• [What you are asked to do]:
Your output should consist of every record, copied exactly.

• [Material to process]:
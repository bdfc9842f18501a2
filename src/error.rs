use http::StatusCode;
use thiserror::Error;

#[derive(Error, Debug, Clone)]
pub enum SiftError {
    #[error("index not found: {0}")]
    IndexNotFound(String),

    #[error("invalid document: {0}")]
    InvalidDocument(String),

    #[error("document is missing identifier field \"{0}\"")]
    MissingId(String),

    #[error("malformed bulk payload: {0}")]
    MalformedBulk(String),

    #[error("unknown command: {0}")]
    UnknownCommand(String),

    #[error("IO error: {0}")]
    Io(String),

    #[error("engine error: {0}")]
    Engine(String),

    #[error("query parse error: {0}")]
    QueryParse(String),

    #[error("JSON error: {0}")]
    Json(String),

    #[error("configuration error: {0}")]
    Config(String),
}

pub type Result<T> = std::result::Result<T, SiftError>;

impl From<std::io::Error> for SiftError {
    fn from(e: std::io::Error) -> Self {
        SiftError::Io(e.to_string())
    }
}

impl From<tantivy::TantivyError> for SiftError {
    fn from(e: tantivy::TantivyError) -> Self {
        SiftError::Engine(e.to_string())
    }
}

impl From<tantivy::query::QueryParserError> for SiftError {
    fn from(e: tantivy::query::QueryParserError) -> Self {
        SiftError::QueryParse(e.to_string())
    }
}

impl From<serde_json::Error> for SiftError {
    fn from(e: serde_json::Error) -> Self {
        SiftError::Json(e.to_string())
    }
}

impl SiftError {
    pub fn status_code(&self) -> StatusCode {
        match self {
            SiftError::IndexNotFound(_) => StatusCode::BAD_REQUEST,
            SiftError::InvalidDocument(_) => StatusCode::BAD_REQUEST,
            SiftError::MissingId(_) => StatusCode::BAD_REQUEST,
            SiftError::MalformedBulk(_) => StatusCode::BAD_REQUEST,
            SiftError::UnknownCommand(_) => StatusCode::BAD_REQUEST,
            SiftError::QueryParse(_) => StatusCode::BAD_REQUEST,
            SiftError::Json(_) => StatusCode::BAD_REQUEST,
            SiftError::Io(_) => StatusCode::INTERNAL_SERVER_ERROR,
            SiftError::Engine(_) => StatusCode::INTERNAL_SERVER_ERROR,
            SiftError::Config(_) => StatusCode::INTERNAL_SERVER_ERROR,
        }
    }
}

• [Result of this exercise]:
repository bdfc9842f18501a2
filename src/error.rs
use http::StatusCode;
use thiserror::Error;

#[derive(Error, Debug, Clone)]
pub enum SiftError {
    #[error("index not found: {0}")]
    IndexNotFound(String),

    #[error("invalid document: {0}")]
    InvalidDocument(String),

    #[error("document is missing identifier field \"{0}\"")]
    MissingId(String),

    #[error("malformed bulk payload: {0}")]
    MalformedBulk(String),

    #[error("unknown command: {0}")]
    UnknownCommand(String),

    #[error("IO error: {0}")]
    Io(String),

    #[error("engine error: {0}")]
    Engine(String),

    #[error("query parse error: {0}")]
    QueryParse(String),

    #[error("JSON error: {0}")]
    Json(String),

    #[error("configuration error: {0}")]
    Config(String),
}

pub type Result<T> = std::result::Result<T, SiftError>;

impl From<std::io::Error> for SiftError {
    fn from(e: std::io::Error) -> Self {
        SiftError::Io(e.to_string())
    }
}

impl From<tantivy::TantivyError> for SiftError {
    fn from(e: tantivy::TantivyError) -> Self {
        SiftError::Engine(e.to_string())
    }
}

impl From<tantivy::query::QueryParserError> for SiftError {
    fn from(e: tantivy::query::QueryParserError) -> Self {
        SiftError::QueryParse(e.to_string())
    }
}

impl From<serde_json::Error> for SiftError {
    fn from(e: serde_json::Error) -> Self {
        SiftError::Json(e.to_string())
    }
}

impl SiftError {
    pub fn status_code(&self) -> StatusCode {
        match self {
            SiftError::IndexNotFound(_) => StatusCode::BAD_REQUEST,
            SiftError::InvalidDocument(_) => StatusCode::BAD_REQUEST,
            SiftError::MissingId(_) => StatusCode::BAD_REQUEST,
            SiftError::MalformedBulk(_) => StatusCode::BAD_REQUEST,
            SiftError::UnknownCommand(_) => StatusCode::BAD_REQUEST,
            SiftError::QueryParse(_) => StatusCode::BAD_REQUEST,
            SiftError::Json(_) => StatusCode::BAD_REQUEST,
            SiftError::Io(_) => StatusCode::INTERNAL_SERVER_ERROR,
            SiftError::Engine(_) => StatusCode::INTERNAL_SERVER_ERROR,
            SiftError::Config(_) => StatusCode::INTERNAL_SERVER_ERROR,
        }
    }
}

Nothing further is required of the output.